Ragazza for me VOLVER is not possible, may be VOLVER in the literally way is part of the ignorant-nostalgia that Kundera talks in his books. What about think VOLVER differently? not as a VOLVER to encounter our past life, what we left, but more as a condition of: living on the crossroads, on the borderlands is a double conscience, a double exposure of different times and spaces, a constant bifurcation. Living with these contradictions and paradoxes. What is our 'REAL' home?......, home is created and recreated again...

And remember a very important thing: Diaspora intimacy, this is what we share...

5.25.2007

trinh as an ACTI-VIST


"activist": globally the most selling word

volver song

garri:
unfortunately, this blog doesn't support music or movie files. (poca me ceria?) click this, and you will hear the volver song. it gives me the feeling of pain of coming home, a kind of pain that's poignantly highlighted by a momentary or ephemeral joy of "coming back" itself.
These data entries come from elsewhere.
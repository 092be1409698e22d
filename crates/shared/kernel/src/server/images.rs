use super::error::{ApiError, ErrorBody};
use super::state::ApiState;
use axum::Json;
use axum::extract::rejection::JsonRejection;
use axum::extract::{Path, State};
use axum::http::StatusCode;
use fc_domain::constants::IMAGES_TAG;
use serde::{Deserialize, Serialize};
use tracing::info;
use utoipa::ToSchema;

/// Upload request: where to fetch the image and which character it belongs to.
#[derive(Debug, Clone, Serialize, Deserialize, ToSchema)]
pub struct UploadRequest {
    /// Character identifier, 24 hex characters.
    #[schema(example = "507f1f77bcf86cd799439011")]
    pub charid: String,
    /// `http` or `https` URL of the source image.
    #[schema(example = "https://cdn.example.com/portrait.png")]
    pub image_url: String,
    /// Discord guild the request originates from. Logged only.
    #[serde(default)]
    pub guild: Option<u64>,
    /// Discord user the request originates from. Logged only.
    #[serde(default)]
    pub user: Option<u64>,
}

/// Downloads an image, converts it to WebP and stores it under the character.
///
/// Responds with the public URL of the stored image.
#[utoipa::path(
    post,
    path = "/image/upload",
    request_body = UploadRequest,
    responses(
        (status = CREATED, description = "Public URL of the stored image", body = String),
        (status = BAD_REQUEST, description = "Malformed body, URL or character ID", body = ErrorBody),
        (status = BAD_GATEWAY, description = "The image could not be downloaded", body = ErrorBody),
        (status = INTERNAL_SERVER_ERROR, description = "Decoding, encoding or storage failed", body = ErrorBody),
    ),
    tag = IMAGES_TAG,
)]
pub async fn upload_image(
    State(state): State<ApiState>,
    payload: Result<Json<UploadRequest>, JsonRejection>,
) -> Result<(StatusCode, Json<String>), ApiError> {
    let Json(request) = payload?;
    info!(
        user = ?request.user,
        guild = ?request.guild,
        char_id = %request.charid,
        "Image upload request"
    );

    let stored =
        state.ingestor.ingest(&request.image_url, &[request.charid.as_str()], state.quality).await?;

    Ok((StatusCode::CREATED, Json(state.config.storage.public_url(&stored.relative))))
}

/// Deletes a single stored image and prunes directories left empty.
#[utoipa::path(
    delete,
    path = "/image/{image_path}",
    params(("image_path" = String, Path, description = "Image path relative to the images root")),
    responses(
        (status = OK, description = "Confirmation message", body = String),
        (status = BAD_REQUEST, description = "Path escapes the root or names a directory", body = ErrorBody),
        (status = NOT_FOUND, description = "Image not found", body = ErrorBody),
    ),
    tag = IMAGES_TAG,
)]
pub async fn delete_image(
    State(state): State<ApiState>,
    Path(image_path): Path<String>,
) -> Result<Json<String>, ApiError> {
    let image_path = image_path.trim_start_matches('/');
    state.storage.delete_one(&[image_path]).await?;

    Ok(Json(format!("Deleted {image_path}")))
}

/// Deletes every image of a character and prunes directories left empty.
#[utoipa::path(
    delete,
    path = "/character/{char_id}",
    params(("char_id" = String, Path, description = "Character identifier, 24 hex characters")),
    responses(
        (status = OK, description = "Confirmation message", body = String),
        (status = BAD_REQUEST, description = "Invalid character ID", body = ErrorBody),
        (status = NOT_FOUND, description = "Character has no images", body = ErrorBody),
    ),
    tag = IMAGES_TAG,
)]
pub async fn delete_character(
    State(state): State<ApiState>,
    Path(char_id): Path<String>,
) -> Result<Json<String>, ApiError> {
    state.storage.delete_subtree(&[char_id.as_str()]).await?;

    Ok(Json(format!("Deleted all images: {char_id}")))
}
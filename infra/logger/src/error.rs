use std::borrow::Cow;

/// Failures while installing the global subscriber.
#[fc_derive::fc_error]
pub enum LoggerError {
    /// The rolling file appender could not be built, e.g. an unwritable directory.
    #[error("Rolling file appender error{}: {source}", format_context(.context))]
    Appender { source: tracing_appender::rolling::InitError, context: Option<Cow<'static, str>> },

    /// A global subscriber is already installed in this process.
    #[error("Tracing subscriber error{}: {source}", format_context(.context))]
    Subscriber {
        source: tracing_subscriber::util::TryInitError,
        context: Option<Cow<'static, str>>,
    },

    #[error("Logger I/O failure{}: {source}", format_context(.context))]
    Io { source: std::io::Error, context: Option<Cow<'static, str>> },

    #[error("Internal logger error{}: {message}", format_context(.context))]
    Internal { message: Cow<'static, str>, context: Option<Cow<'static, str>> },

    /// Invalid settings supplied to the builder.
    #[error("Invalid logger configuration{}: {message}", format_context(.context))]
    InvalidConfiguration { message: Cow<'static, str>, context: Option<Cow<'static, str>> },
}
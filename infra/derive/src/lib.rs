#![allow(unreachable_pub)]
#![allow(clippy::needless_pass_by_value)]

//! # Macros
//!
//! Procedural macros shared by the Faceclaimer crates.
//!
//! [`macro@fc_error`] turns a plain enum into a context-carrying `thiserror` error. The
//! examples are `ignore`d because they need the consuming crates to compile.

mod macros;

use proc_macro::TokenStream;
use syn::{DeriveInput, parse_macro_input};

/// Attribute macro for defining domain-specific error enums.
///
/// # Features
///
/// * **Automatic Derives**: Injects `#[derive(Debug, thiserror::Error)]`.
/// * **Context Support**: Generates a companion `...Ext` trait that adds `.context()`
///   to any `Result` that can be converted into this error type.
/// * **Context Access**: Generates `context_note(&self) -> Option<&str>` to read the
///   context attached to a variant (used when errors are logged at the HTTP boundary).
/// * **Standard Conversions**: Implements `From<T>` for variants containing a `source` field,
///   enabling the use of the `?` operator for upstream errors.
/// * **Internal Fallback**: Provides `From<&'static str>` and `From<String>` if an
///   `Internal` variant is present.
///
/// # Requirements
///
/// 1. The macro must be applied to an **enum** with named-field variants only.
/// 2. Variants that support context must include a `context: Option<Cow<'static, str>>` field.
/// 3. Variants with a `source` field must also carry `context`.
///
/// # Example
///
/// ```rust,ignore
/// use fc_derive::fc_error;
/// use std::borrow::Cow;
///
/// #[fc_error]
/// pub enum StorageError {
///     #[error("I/O failure{}: {source}", format_context(.context))]
///     Io { source: std::io::Error, context: Option<Cow<'static, str>> },
///
///     #[error("Internal fault{}: {message}", format_context(.context))]
///     Internal { message: Cow<'static, str>, context: Option<Cow<'static, str>> },
/// }
///
/// fn read_manifest(path: &Path) -> Result<Vec<u8>, StorageError> {
///     std::fs::read(path).context("Reading manifest")
/// }
/// ```
#[proc_macro_attribute]
pub fn fc_error(_args: TokenStream, item: TokenStream) -> TokenStream {
    let input = parse_macro_input!(item as DeriveInput);
    macros::error::expand_derive(input).into()
}
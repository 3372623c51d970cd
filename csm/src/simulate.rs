use std::fmt;
use std::sync::Arc;
use std::sync::atomic::{AtomicUsize, Ordering};
use std::thread;
use std::time::Duration;

use anyhow::{Context, Result};
use csm_config::Config;
use csm_dispatch::{DispatchOutcome, MetricDispatcher, Transport, TransportError};
use csm_metrics::{AdapterMetricSendingQueue, Metric, MetricBatch, MetricSendingQueue};
use csm_privacy::{ConsentGate, CsmGuard, MemoryConsentStore, VENDOR_CONSENTS_KEY};

/// How often the dispatcher checks whether all producers are done.
const PRODUCER_POLL_INTERVAL: Duration = Duration::from_millis(5);

/// Parameters of a simulation run.
#[derive(Clone, Debug)]
pub struct SimulateOptions {
    /// Number of concurrent producer threads.
    pub producers: usize,
    /// Number of metrics created by every producer.
    pub metrics: usize,
    /// Vendor consent string stored before the run.
    pub consent: Option<String>,
}

/// Totals of a simulation run.
#[derive(Clone, Debug, Default, Eq, PartialEq)]
pub struct Report {
    /// Metrics created by all producers.
    pub created: usize,
    /// Metrics not offered because collection was disallowed.
    pub skipped: usize,
    /// Metrics accepted by the queue.
    pub accepted: usize,
    /// Metrics lost to a full queue.
    pub dropped: u64,
    /// Metrics delivered by the transport.
    pub sent: usize,
    /// Metrics left in the queue after the final drain.
    pub remaining: usize,
}

impl fmt::Display for Report {
    fn fmt(&self, f: &mut fmt::Formatter<'_>) -> fmt::Result {
        writeln!(f, "created:   {}", self.created)?;
        writeln!(f, "skipped:   {}", self.skipped)?;
        writeln!(f, "accepted:  {}", self.accepted)?;
        writeln!(f, "dropped:   {}", self.dropped)?;
        writeln!(f, "sent:      {}", self.sent)?;
        write!(f, "remaining: {}", self.remaining)
    }
}

/// A transport that logs batches instead of delivering them.
#[derive(Debug, Default)]
struct LogTransport {
    sent: AtomicUsize,
}

impl Transport for LogTransport {
    async fn send(&self, batch: &MetricBatch) -> Result<(), TransportError> {
        let json = batch.to_json()?;
        csm_log::debug!(
            feedbacks = batch.len(),
            bytes = json.len(),
            "delivering metric batch"
        );
        csm_log::trace!("{json}");

        self.sent.fetch_add(batch.len(), Ordering::Relaxed);
        Ok(())
    }
}

/// Creates the metric of one simulated ad request.
fn simulated_metric(config: &Config, producer: usize, seq: usize) -> Metric {
    let start = csm_metrics::current_timestamp();
    let sent = Metric::builder(format!("{producer}-{seq}"))
        .request_group_id(format!("group-{producer}"))
        .profile_id(config.sdk().profile_id)
        .cdb_call_start_timestamp(start)
        .build();

    // Every seventh request runs into the timeout, all others receive a bid.
    if seq % 7 == 6 {
        sent.update(|b| b.cdb_call_timeout_timestamp(start + 1_000))
    } else {
        let received = sent.update(|b| b.cdb_call_end_timestamp(start + (seq % 40) as u64));
        received.update(|b| b.elapsed_timestamp(start + 100).ready_to_send())
    }
}

/// Runs producers against the configured queue while the dispatcher drains it.
pub fn run(config: &Config, options: &SimulateOptions) -> Result<Report> {
    let store = MemoryConsentStore::new();
    if let Some(ref consent) = options.consent {
        store.set(VENDOR_CONSENTS_KEY, consent.as_str());
    }

    let gate = Arc::new(ConsentGate::from_config(store, config.privacy()));
    let queue = Arc::new(AdapterMetricSendingQueue::bounded(config.queue()));
    let dispatcher = MetricDispatcher::new(
        queue.clone(),
        gate.clone(),
        LogTransport::default(),
        config.dispatch().clone(),
        config.sdk().clone(),
    );

    let runtime = tokio::runtime::Builder::new_current_thread()
        .enable_time()
        .build()
        .context("failed to create the dispatch runtime")?;

    let active = AtomicUsize::new(options.producers);
    let skipped = AtomicUsize::new(0);
    let accepted = AtomicUsize::new(0);

    csm_log::info!(
        producers = options.producers,
        metrics = options.metrics,
        "starting simulation"
    );

    thread::scope(|s| {
        for producer in 0..options.producers {
            let (gate, queue) = (&gate, &queue);
            let (active, skipped, accepted) = (&active, &skipped, &accepted);

            s.spawn(move || {
                for seq in 0..options.metrics {
                    let metric = simulated_metric(config, producer, seq);
                    if !metric.is_terminal() {
                        continue;
                    }

                    if gate.is_csm_disallowed() {
                        skipped.fetch_add(1, Ordering::Relaxed);
                    } else if queue.offer(metric) {
                        accepted.fetch_add(1, Ordering::Relaxed);
                    }
                }
                active.fetch_sub(1, Ordering::Release);
            });
        }

        runtime.block_on(async {
            let producers_done = async {
                while active.load(Ordering::Acquire) > 0 {
                    tokio::time::sleep(PRODUCER_POLL_INTERVAL).await;
                }
            };
            dispatcher.run(producers_done).await;

            while let DispatchOutcome::Sent(_) = dispatcher.send_metric_batch().await {}
        });
    });

    let report = Report {
        created: options.producers * options.metrics,
        skipped: skipped.into_inner(),
        accepted: accepted.into_inner(),
        dropped: queue.inner().dropped_count(),
        sent: dispatcher.transport().sent.load(Ordering::Relaxed),
        remaining: queue.total_size(),
    };

    csm_log::info!(sent = report.sent, dropped = report.dropped, "simulation finished");
    Ok(report)
}
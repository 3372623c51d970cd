use std::time::Duration;

use serde::{Deserialize, Serialize};

/// Parameters of the dispatch loop.
#[derive(Clone, Debug, Eq, PartialEq, Deserialize, Serialize)]
#[serde(default)]
pub struct DispatchConfig {
    /// The maximum number of metrics polled and sent per tick.
    ///
    /// Defaults to `10`. Should not exceed the queue capacity.
    pub batch_size: usize,

    /// Time between two ticks in milliseconds.
    ///
    /// Defaults to `60000`, one minute. Must be positive.
    pub interval: u64,

    /// Maximum time in seconds for the final drain on shutdown.
    ///
    /// Defaults to `10` seconds.
    pub shutdown_timeout: u64,

    /// Re-offers the metrics of a failed batch to the queue.
    ///
    /// Re-offered metrics are subject to the capacity of the queue like any other offer. Defaults
    /// to `true`.
    pub retry_failed: bool,
}

impl DispatchConfig {
    /// Returns the time between two ticks.
    pub fn interval(&self) -> Duration {
        Duration::from_millis(self.interval)
    }

    /// Returns the maximum duration of the final drain.
    pub fn shutdown_timeout(&self) -> Duration {
        Duration::from_secs(self.shutdown_timeout)
    }
}

impl Default for DispatchConfig {
    fn default() -> Self {
        Self {
            batch_size: 10,
            interval: 60_000,
            shutdown_timeout: 10,
            retry_failed: true,
        }
    }
}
the landscape here still appears so ugly, perhaps the ugliest ever for me. and maybe you are right, this has to do with my emotional state: being "home-less" at the moment. but of course i have to see yet.

"che pa son con mi to-to-po!"

i am trying to go to see any trinh film this weekend, is po/ethics yours or trinh's? there will be a lecture (?) on trinh and her works, and i am curious to see how they will introduce her? it is again a work of translation, how the same person could be understood, introduced, received ....differently in different places.

i need a camera. b a d l y...

5.22.2007

Volver Part I

(As one friend said a few summers ago. . .)
"Coming home" is like getting on a running train."I" do not know where the otehrs started, what kind of time they spent in the train, what kind of landscape they have passed by, or what stories they have been sharing, and where they are going to take off. "I" am alienated from the time, landscape, and conversations that they have been "sharing" for a long or a short while. Vice versa, they too do not know who "I" am, "where" I am coming from and "what kind of time" I have been spending so far. "I" feel emotionally disconnected from the everyday life relationships of the other passengers.

Ironically,
it is by getting on the train, that is, by physically "sharing" the same time and space that "I" feel most disconnected. Before getting on the train, this experience of disconnection is not as clear as now. Rather, the feeling of being disconnected rises by getting on the train: before taking the train, I am strangely attached to the source of disconnection through memories and nostalgia.

what happens after all this? From the moment I get on, I have to make another home again. Everyday life is a process of making the space that I reside into a place that is inhabitable (after de Certeau). there is no "home" that's waiting for me, but only the one that I have to build.